(Task directions) Show every line below where "other" appears.

+++ Provided data +++

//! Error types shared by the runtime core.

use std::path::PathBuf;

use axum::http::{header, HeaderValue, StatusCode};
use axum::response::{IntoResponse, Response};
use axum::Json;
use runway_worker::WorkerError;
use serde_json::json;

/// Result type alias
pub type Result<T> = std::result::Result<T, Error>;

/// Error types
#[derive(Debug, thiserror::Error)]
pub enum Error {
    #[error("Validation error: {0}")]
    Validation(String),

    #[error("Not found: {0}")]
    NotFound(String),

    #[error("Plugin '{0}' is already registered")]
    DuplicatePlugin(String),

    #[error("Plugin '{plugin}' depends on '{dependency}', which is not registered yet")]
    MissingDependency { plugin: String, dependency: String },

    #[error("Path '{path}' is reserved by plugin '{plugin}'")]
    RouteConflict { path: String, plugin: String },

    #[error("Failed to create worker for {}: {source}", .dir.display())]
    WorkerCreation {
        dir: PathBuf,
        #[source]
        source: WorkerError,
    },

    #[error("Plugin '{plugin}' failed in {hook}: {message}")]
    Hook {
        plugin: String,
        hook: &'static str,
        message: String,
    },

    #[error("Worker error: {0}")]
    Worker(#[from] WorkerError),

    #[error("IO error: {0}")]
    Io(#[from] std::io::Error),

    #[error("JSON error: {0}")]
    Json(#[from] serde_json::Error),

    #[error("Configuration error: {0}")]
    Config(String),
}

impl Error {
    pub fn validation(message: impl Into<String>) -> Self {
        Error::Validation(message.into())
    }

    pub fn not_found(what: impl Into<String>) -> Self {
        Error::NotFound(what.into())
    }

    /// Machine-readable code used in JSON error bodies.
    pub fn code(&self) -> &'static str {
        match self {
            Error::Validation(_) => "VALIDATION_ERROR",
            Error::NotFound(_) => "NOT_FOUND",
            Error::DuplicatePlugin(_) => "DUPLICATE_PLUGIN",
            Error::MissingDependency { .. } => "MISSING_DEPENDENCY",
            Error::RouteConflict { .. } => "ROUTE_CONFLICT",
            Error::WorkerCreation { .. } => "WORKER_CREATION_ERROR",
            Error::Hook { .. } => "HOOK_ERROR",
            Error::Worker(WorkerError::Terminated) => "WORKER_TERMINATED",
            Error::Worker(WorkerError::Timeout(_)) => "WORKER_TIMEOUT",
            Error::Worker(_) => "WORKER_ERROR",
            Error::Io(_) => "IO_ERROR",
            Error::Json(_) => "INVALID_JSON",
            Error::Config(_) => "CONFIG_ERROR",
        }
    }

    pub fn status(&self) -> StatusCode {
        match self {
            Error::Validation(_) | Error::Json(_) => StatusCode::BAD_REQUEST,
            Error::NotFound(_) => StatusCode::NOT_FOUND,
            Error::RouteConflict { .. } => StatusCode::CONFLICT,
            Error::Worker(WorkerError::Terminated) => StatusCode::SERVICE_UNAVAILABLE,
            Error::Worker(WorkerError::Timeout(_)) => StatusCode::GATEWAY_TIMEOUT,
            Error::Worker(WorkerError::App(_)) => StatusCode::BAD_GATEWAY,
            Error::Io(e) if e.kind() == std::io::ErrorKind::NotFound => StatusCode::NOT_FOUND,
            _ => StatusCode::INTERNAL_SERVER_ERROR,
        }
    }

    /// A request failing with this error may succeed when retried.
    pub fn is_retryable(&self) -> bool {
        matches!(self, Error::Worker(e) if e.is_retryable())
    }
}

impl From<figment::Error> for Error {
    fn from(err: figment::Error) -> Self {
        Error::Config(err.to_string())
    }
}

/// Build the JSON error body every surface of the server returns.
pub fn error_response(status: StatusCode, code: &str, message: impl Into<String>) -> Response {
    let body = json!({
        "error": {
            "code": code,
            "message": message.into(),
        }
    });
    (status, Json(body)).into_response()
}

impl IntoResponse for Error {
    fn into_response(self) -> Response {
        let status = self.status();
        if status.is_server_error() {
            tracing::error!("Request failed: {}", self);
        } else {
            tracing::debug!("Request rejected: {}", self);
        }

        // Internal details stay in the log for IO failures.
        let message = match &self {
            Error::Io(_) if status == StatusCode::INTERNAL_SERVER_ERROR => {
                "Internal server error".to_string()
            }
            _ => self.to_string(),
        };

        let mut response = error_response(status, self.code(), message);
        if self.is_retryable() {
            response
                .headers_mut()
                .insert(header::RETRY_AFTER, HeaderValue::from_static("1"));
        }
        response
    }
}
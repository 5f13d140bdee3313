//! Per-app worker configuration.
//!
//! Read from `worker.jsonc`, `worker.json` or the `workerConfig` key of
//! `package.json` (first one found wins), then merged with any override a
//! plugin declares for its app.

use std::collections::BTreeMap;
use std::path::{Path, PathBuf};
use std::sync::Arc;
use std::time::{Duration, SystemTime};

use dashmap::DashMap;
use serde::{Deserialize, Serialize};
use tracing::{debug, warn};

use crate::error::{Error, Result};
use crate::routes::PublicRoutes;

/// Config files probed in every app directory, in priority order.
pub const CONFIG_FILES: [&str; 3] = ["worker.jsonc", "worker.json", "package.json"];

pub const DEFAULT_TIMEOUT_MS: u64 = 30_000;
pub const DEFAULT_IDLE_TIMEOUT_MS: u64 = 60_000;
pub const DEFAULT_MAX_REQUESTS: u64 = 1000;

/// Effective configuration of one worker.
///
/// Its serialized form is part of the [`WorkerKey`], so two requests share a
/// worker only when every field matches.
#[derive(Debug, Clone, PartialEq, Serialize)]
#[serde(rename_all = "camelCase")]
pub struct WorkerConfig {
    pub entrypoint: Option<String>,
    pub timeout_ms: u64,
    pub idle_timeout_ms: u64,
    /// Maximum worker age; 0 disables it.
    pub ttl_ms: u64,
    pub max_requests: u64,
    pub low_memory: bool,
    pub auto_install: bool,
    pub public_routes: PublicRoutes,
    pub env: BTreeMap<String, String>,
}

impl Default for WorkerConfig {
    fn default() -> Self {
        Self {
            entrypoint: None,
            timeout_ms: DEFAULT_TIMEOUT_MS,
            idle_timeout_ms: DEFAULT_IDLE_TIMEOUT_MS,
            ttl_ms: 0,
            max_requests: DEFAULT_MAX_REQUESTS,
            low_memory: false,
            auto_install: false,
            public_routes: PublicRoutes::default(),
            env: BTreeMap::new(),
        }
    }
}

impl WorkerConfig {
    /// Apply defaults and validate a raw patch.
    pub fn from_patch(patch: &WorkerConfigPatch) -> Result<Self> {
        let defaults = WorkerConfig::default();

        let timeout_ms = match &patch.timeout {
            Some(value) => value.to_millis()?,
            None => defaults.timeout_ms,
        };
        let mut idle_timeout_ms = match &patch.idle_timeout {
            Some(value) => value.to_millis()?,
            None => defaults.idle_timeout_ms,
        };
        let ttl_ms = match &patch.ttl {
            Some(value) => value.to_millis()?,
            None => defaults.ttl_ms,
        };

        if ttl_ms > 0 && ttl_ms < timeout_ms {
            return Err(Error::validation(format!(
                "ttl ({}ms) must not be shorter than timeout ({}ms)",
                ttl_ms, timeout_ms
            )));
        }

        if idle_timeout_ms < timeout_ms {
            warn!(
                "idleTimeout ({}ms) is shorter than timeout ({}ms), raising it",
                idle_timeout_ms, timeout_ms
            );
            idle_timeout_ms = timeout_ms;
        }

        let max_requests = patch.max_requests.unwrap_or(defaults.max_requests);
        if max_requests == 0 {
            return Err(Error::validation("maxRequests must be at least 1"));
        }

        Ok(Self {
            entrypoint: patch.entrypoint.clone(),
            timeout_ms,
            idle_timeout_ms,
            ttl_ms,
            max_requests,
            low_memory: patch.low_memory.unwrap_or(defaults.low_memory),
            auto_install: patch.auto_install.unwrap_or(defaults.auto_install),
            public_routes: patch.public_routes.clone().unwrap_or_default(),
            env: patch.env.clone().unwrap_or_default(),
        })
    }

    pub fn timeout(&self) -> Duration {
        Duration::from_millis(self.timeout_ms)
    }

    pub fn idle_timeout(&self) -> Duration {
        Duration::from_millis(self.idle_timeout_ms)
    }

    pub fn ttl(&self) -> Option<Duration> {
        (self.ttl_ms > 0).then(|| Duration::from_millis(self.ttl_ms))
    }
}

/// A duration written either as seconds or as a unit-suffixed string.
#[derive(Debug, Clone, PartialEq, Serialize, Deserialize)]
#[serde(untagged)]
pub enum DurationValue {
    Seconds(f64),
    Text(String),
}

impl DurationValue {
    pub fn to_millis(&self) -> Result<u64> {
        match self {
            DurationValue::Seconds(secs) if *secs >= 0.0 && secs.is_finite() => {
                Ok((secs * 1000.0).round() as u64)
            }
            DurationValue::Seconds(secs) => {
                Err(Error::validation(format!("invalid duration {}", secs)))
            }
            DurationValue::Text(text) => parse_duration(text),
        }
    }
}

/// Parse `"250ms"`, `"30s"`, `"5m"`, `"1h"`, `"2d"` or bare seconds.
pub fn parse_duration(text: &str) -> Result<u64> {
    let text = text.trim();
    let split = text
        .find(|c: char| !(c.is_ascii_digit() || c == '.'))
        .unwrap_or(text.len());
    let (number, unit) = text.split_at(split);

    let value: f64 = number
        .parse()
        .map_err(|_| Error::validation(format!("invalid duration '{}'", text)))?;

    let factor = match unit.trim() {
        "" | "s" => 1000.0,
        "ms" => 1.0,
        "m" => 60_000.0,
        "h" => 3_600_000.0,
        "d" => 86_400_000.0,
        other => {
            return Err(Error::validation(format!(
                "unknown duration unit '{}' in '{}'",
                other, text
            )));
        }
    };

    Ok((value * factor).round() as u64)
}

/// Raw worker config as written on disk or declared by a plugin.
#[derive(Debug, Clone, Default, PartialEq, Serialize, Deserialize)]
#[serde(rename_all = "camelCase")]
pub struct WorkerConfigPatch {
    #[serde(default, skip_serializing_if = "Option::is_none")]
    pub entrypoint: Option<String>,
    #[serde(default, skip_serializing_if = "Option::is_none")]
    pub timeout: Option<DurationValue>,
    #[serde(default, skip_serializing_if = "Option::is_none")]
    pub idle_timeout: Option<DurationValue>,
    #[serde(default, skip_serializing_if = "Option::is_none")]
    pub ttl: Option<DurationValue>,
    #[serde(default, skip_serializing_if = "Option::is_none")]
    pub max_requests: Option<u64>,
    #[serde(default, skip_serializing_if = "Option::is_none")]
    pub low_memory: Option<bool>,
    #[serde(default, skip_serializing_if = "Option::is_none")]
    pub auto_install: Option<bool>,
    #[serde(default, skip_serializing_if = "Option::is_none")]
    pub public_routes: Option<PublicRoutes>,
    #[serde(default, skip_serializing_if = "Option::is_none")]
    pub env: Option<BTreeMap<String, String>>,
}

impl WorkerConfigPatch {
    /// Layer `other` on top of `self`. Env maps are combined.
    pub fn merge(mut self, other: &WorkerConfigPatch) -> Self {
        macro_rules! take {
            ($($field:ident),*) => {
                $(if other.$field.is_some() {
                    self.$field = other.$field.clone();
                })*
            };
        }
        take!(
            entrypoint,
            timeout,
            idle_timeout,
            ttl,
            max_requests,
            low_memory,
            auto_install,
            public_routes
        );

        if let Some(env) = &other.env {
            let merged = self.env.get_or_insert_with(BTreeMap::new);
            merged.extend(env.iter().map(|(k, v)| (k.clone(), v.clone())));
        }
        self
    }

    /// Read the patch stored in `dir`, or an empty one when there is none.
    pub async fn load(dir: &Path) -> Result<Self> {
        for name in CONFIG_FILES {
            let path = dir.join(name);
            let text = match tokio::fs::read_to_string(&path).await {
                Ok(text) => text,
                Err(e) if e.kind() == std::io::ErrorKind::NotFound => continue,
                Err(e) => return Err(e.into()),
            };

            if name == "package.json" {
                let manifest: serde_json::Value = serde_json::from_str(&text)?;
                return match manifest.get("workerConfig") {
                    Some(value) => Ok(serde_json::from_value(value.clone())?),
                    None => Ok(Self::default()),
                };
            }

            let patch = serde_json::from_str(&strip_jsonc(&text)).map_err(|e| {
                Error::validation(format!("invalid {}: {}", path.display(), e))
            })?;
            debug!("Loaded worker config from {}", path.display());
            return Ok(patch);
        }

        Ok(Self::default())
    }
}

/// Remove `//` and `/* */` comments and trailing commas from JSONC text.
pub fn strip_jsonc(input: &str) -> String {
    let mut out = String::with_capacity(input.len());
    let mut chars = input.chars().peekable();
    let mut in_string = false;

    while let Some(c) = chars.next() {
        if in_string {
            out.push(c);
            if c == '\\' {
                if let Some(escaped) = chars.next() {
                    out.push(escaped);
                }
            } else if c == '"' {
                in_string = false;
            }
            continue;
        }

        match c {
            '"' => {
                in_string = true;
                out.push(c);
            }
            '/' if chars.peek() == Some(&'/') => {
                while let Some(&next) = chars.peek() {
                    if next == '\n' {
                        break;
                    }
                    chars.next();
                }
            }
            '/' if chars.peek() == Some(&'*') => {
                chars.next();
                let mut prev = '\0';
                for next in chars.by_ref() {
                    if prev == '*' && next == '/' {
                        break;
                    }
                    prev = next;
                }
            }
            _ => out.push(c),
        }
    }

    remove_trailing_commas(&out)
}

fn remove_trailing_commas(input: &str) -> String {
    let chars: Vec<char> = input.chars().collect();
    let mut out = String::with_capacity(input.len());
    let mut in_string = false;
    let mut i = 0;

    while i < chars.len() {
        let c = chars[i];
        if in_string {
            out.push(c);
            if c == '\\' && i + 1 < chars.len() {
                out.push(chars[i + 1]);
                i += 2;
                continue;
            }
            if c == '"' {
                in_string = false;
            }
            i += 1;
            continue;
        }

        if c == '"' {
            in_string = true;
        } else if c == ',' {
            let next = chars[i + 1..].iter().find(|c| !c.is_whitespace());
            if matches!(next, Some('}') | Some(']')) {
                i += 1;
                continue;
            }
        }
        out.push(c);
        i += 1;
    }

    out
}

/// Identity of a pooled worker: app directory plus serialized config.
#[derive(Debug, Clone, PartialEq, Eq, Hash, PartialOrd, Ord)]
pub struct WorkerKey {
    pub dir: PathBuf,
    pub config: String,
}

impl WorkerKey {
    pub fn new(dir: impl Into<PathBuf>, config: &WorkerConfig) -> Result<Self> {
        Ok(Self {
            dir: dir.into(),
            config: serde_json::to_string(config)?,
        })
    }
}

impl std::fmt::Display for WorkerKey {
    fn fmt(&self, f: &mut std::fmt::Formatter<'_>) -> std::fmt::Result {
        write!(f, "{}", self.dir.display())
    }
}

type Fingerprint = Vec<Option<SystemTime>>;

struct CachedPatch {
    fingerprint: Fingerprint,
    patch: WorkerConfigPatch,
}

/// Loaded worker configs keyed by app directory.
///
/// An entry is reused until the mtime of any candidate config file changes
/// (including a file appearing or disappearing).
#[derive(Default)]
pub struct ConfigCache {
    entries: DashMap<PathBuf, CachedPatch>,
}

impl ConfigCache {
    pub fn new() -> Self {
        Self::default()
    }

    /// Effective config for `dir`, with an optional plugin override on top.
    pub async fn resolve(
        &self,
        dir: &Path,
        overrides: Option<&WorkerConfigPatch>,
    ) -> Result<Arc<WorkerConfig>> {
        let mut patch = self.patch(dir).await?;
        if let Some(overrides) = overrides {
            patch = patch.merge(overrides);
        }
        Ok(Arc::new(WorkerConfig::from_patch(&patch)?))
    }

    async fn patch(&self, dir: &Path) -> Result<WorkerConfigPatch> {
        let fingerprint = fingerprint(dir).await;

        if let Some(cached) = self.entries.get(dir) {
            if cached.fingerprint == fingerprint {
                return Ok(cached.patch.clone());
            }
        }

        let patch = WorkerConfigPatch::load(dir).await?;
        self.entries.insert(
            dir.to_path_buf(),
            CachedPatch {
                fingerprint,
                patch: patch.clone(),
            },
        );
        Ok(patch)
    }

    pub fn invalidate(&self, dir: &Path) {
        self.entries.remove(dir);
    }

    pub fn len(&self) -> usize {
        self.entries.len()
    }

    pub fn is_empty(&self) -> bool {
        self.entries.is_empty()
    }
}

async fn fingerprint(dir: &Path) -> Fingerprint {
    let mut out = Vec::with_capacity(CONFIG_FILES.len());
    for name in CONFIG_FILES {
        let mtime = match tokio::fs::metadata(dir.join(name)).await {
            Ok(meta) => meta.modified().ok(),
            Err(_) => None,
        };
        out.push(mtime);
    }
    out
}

+++

(Solution for this task)
        other => {
                other, text
    /// Layer `other` on top of `self`. Env maps are combined.
    pub fn merge(mut self, other: &WorkerConfigPatch) -> Self {
                $(if other.$field.is_some() {
                    self.$field = other.$field.clone();
        if let Some(env) = &other.env {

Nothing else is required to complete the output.